In biomathematics, the Kolmogorov population model, also known as the Kolmogorov equations in population dynamics, is a mathematical framework developed by Soviet mathematician Andrei Kolmogorov in 1936 that generalizes predator-prey interactions and population dynamics. The model was an improvement over earlier predator-prey models, notably the Lotka–Volterra equations, by incorporating more realistic biological assumptions and providing a qualitative analysis of population dynamics.

== History ==
The development of the Kolmogorov population model was influenced by Kolmogorov's early interest in biology during his schoolboy years. Despite being primarily known for his contributions to probability theory and information theory, Kolmogorov made several large contributions to biomathematics. The model was particularly inspired by the work of Italian physicist Vito Volterra, who had developed his predator-prey equations based on observations of fish populations in the Adriatic Sea during World War I. Volterra's work showed that during the war, when fishing was reduced due to military activities, the proportion of predator fish increased while prey fish decreased.

== Definition ==
The Kolmogorov population model is expressed as a system of differential equations
$\dot{x} = xS(x,y)$
$\dot{y} = yW(x,y)$
where $x$ represents the prey population, $y$ represents the predator population, and $S$ and $W$ are continuously differentiable functions describing the growth rates of the respective populations. The rates of population change decrease as predator numbers increase:
$\frac{\partial S}{\partial y} < 0 \quad \text{and} \quad \frac{\partial W}{\partial y} < 0$.
The system must admit invasion by predators when prey is present in isolation; that is, $W(K,0) > 0$, where $K$ represents the carrying capacity of the prey population.

== Applications ==

The Kolmogorov model addresses a limitation of the Volterra equations by imposing self-limiting growth in prey populations, preventing unrealistic exponential growth scenarios. It also provides a predictive model for the qualitative behavior of predator-prey systems without requiring explicit functional forms for the interaction terms.
The model's contributions to theoretical ecology were not immediately recognized, with significant appreciation only emerging in the 1960s through the work of American ecologists Michael Rosenzweig and Robert H. MacArthur.

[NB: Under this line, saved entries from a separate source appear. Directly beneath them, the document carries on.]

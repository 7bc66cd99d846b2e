// Raindrop Sync Settings Engine
// Engine configuration persisted as `settings.json`. Read once at startup;
// single values can be patched by dotted path and written back.

use std::fs;
use std::path::Path;

use serde_json::Value;
use tracing::debug;

use crate::platform;
use crate::services::raindrop_client::MAX_PAGE_SIZE;
use crate::types::errors::SettingsError;
use crate::types::settings::SyncSettings;

const SETTINGS_FILE: &str = "settings.json";

/// Loading, patching and persisting [`SyncSettings`].
pub trait SettingsEngineTrait {
    fn load(&mut self) -> Result<SyncSettings, SettingsError>;
    fn save(&self) -> Result<(), SettingsError>;
    fn get_settings(&self) -> &SyncSettings;
    fn set_value(&mut self, key: &str, value: Value) -> Result<(), SettingsError>;
    fn reset(&mut self) -> Result<(), SettingsError>;
    fn get_config_path(&self) -> &str;
}

/// File-backed [`SettingsEngineTrait`] implementation.
pub struct SettingsEngine {
    config_path: String,
    settings: SyncSettings,
}

impl SettingsEngine {
    /// `path_override` replaces `<config dir>/settings.json`.
    pub fn new(path_override: Option<String>) -> Self {
        let config_path = path_override.unwrap_or_else(|| {
            platform::get_config_dir()
                .join(SETTINGS_FILE)
                .to_string_lossy()
                .into_owned()
        });
        Self {
            config_path,
            settings: SyncSettings::default(),
        }
    }
}

fn io_error(action: &str, e: std::io::Error) -> SettingsError {
    SettingsError::IoError(format!("Failed to {} config file: {}", action, e))
}

/// Rejects values serde accepts but the engine cannot run with.
fn validate(settings: &SyncSettings) -> Result<(), SettingsError> {
    if settings.sync.root_folder_title.trim().is_empty() {
        return Err(SettingsError::InvalidValue(
            "sync.root_folder_title cannot be empty".to_string(),
        ));
    }
    if settings.sync.per_page == 0 || settings.sync.per_page > MAX_PAGE_SIZE {
        return Err(SettingsError::InvalidValue(format!(
            "sync.per_page must be between 1 and {}",
            MAX_PAGE_SIZE
        )));
    }
    if settings.api.base_url.trim().is_empty() {
        return Err(SettingsError::InvalidValue("api.base_url cannot be empty".to_string()));
    }
    Ok(())
}

/// Replaces the existing leaf at `key` (dotted path) inside `doc`.
fn patch(doc: &mut Value, key: &str, value: Value) -> Result<(), SettingsError> {
    let (parent_path, leaf) = match key.rsplit_once('.') {
        Some((parent, leaf)) => (format!("/{}", parent.replace('.', "/")), leaf),
        None => (String::new(), key),
    };
    let not_found = || SettingsError::InvalidKey(format!("Key '{}' not found in settings", key));

    let parent = doc.pointer_mut(&parent_path).ok_or_else(not_found)?;
    let Value::Object(map) = parent else {
        return Err(SettingsError::InvalidKey(format!(
            "Cannot navigate to key '{}': intermediate value is not an object",
            key
        )));
    };
    match map.get_mut(leaf) {
        Some(slot) => {
            *slot = value;
            Ok(())
        }
        None => Err(not_found()),
    }
}

impl SettingsEngineTrait for SettingsEngine {
    /// Reads the config file. A missing file yields the defaults; a malformed
    /// or invalid one is an error and leaves the current settings untouched.
    fn load(&mut self) -> Result<SyncSettings, SettingsError> {
        let path = Path::new(&self.config_path);
        let settings = if path.exists() {
            let content = fs::read_to_string(path).map_err(|e| io_error("read", e))?;
            let parsed: SyncSettings = serde_json::from_str(&content).map_err(|e| {
                SettingsError::SerializationError(format!("Failed to parse config file: {}", e))
            })?;
            validate(&parsed)?;
            parsed
        } else {
            debug!(path = %self.config_path, "no settings file, using defaults");
            SyncSettings::default()
        };

        self.settings = settings;
        Ok(self.settings.clone())
    }

    fn save(&self) -> Result<(), SettingsError> {
        let path = Path::new(&self.config_path);
        if let Some(dir) = path.parent() {
            fs::create_dir_all(dir).map_err(|e| {
                SettingsError::IoError(format!("Failed to create config directory: {}", e))
            })?;
        }
        let json = serde_json::to_string_pretty(&self.settings).map_err(|e| {
            SettingsError::SerializationError(format!("Failed to serialize settings: {}", e))
        })?;
        fs::write(path, json).map_err(|e| io_error("write", e))
    }

    fn get_settings(&self) -> &SyncSettings {
        &self.settings
    }

    /// Sets one value by dotted path (`"sync.per_page"`, `"api.base_url"`)
    /// and saves. The patched document must still deserialize and validate.
    fn set_value(&mut self, key: &str, value: Value) -> Result<(), SettingsError> {
        if key.is_empty() {
            return Err(SettingsError::InvalidKey("Key cannot be empty".to_string()));
        }
        let mut doc = serde_json::to_value(&self.settings).map_err(|e| {
            SettingsError::SerializationError(format!("Failed to serialize settings: {}", e))
        })?;
        patch(&mut doc, key, value)?;

        let updated: SyncSettings = serde_json::from_value(doc).map_err(|e| {
            SettingsError::InvalidValue(format!("Invalid value for key '{}': {}", key, e))
        })?;
        validate(&updated)?;

        self.settings = updated;
        self.save()?;
        debug!(key, "setting updated");
        Ok(())
    }

    fn reset(&mut self) -> Result<(), SettingsError> {
        self.settings = SyncSettings::default();
        self.save()
    }

    fn get_config_path(&self) -> &str {
        &self.config_path
    }
}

Their research demonstrated how the model can be used to understand non-transitory oscillations in ecological systems and the conditions for local stability of predator-prey interactions.

Recent research has shown that Kolmogorov systems can exhibit complex behaviors, including the existence of strange attractors and robust permanent subsystems, implying that even deterministic predator-prey interactions can lead to unpredictable long-term dynamics.